* Given data *
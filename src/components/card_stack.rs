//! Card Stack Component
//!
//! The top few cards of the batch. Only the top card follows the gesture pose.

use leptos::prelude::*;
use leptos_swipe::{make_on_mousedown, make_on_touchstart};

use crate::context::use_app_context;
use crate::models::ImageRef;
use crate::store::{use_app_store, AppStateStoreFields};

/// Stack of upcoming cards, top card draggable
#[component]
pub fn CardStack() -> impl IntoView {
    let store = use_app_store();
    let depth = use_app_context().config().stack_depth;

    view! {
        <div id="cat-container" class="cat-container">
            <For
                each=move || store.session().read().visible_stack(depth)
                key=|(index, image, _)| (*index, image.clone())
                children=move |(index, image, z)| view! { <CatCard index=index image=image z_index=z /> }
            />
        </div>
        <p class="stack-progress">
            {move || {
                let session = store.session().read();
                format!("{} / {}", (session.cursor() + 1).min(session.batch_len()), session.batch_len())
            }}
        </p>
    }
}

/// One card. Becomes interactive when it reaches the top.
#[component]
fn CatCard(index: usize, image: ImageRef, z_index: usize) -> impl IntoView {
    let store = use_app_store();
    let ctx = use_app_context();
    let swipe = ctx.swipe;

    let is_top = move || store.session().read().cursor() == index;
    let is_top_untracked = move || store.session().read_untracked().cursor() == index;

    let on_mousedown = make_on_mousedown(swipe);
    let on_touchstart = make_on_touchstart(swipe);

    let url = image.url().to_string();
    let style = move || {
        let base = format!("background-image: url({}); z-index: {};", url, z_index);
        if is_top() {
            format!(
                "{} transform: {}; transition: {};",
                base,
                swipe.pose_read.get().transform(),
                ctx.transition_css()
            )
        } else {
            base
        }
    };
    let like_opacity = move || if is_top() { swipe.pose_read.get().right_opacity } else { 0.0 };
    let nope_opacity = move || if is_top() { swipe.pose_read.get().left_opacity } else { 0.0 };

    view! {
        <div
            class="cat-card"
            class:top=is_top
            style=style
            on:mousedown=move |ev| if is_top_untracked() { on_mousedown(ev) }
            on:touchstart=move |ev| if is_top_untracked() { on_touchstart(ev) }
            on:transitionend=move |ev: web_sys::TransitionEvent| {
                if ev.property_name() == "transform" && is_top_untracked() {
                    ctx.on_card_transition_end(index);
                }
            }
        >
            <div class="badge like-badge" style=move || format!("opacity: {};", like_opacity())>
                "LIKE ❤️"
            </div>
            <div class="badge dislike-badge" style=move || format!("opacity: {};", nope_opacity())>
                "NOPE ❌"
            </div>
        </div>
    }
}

* Required work *
Retype the data exactly as it reads.

* Finished task *
filename src/components/card_stack.rs
//! Card Stack Component
//!
//! The top few cards of the batch. Only the top card follows the gesture pose.

use leptos::prelude::*;
use leptos_swipe::{make_on_mousedown, make_on_touchstart};

use crate::context::use_app_context;
use crate::models::ImageRef;
use crate::store::{use_app_store, AppStateStoreFields};

/// Stack of upcoming cards, top card draggable
#[component]
pub fn CardStack() -> impl IntoView {
    let store = use_app_store();
    let depth = use_app_context().config().stack_depth;

    view! {
        <div id="cat-container" class="cat-container">
            <For
                each=move || store.session().read().visible_stack(depth)
                key=|(index, image, _)| (*index, image.clone())
                children=move |(index, image, z)| view! { <CatCard index=index image=image z_index=z /> }
            />
        </div>
        <p class="stack-progress">
            {move || {
                let session = store.session().read();
                format!("{} / {}", (session.cursor() + 1).min(session.batch_len()), session.batch_len())
            }}
        </p>
    }
}

/// One card. Becomes interactive when it reaches the top.
#[component]
fn CatCard(index: usize, image: ImageRef, z_index: usize) -> impl IntoView {
    let store = use_app_store();
    let ctx = use_app_context();
    let swipe = ctx.swipe;

    let is_top = move || store.session().read().cursor() == index;
    let is_top_untracked = move || store.session().read_untracked().cursor() == index;

    let on_mousedown = make_on_mousedown(swipe);
    let on_touchstart = make_on_touchstart(swipe);

    let url = image.url().to_string();
    let style = move || {
        let base = format!("background-image: url({}); z-index: {};", url, z_index);
        if is_top() {
            format!(
                "{} transform: {}; transition: {};",
                base,
                swipe.pose_read.get().transform(),
                ctx.transition_css()
            )
        } else {
            base
        }
    };
    let like_opacity = move || if is_top() { swipe.pose_read.get().right_opacity } else { 0.0 };
    let nope_opacity = move || if is_top() { swipe.pose_read.get().left_opacity } else { 0.0 };

    view! {
        <div
            class="cat-card"
            class:top=is_top
            style=style
            on:mousedown=move |ev| if is_top_untracked() { on_mousedown(ev) }
            on:touchstart=move |ev| if is_top_untracked() { on_touchstart(ev) }
            on:transitionend=move |ev: web_sys::TransitionEvent| {
                if ev.property_name() == "transform" && is_top_untracked() {
                    ctx.on_card_transition_end(index);
                }
            }
        >
            <div class="badge like-badge" style=move || format!("opacity: {};", like_opacity())>
                "LIKE ❤️"
            </div>
            <div class="badge dislike-badge" style=move || format!("opacity: {};", nope_opacity())>
                "NOPE ❌"
            </div>
        </div>
    }
}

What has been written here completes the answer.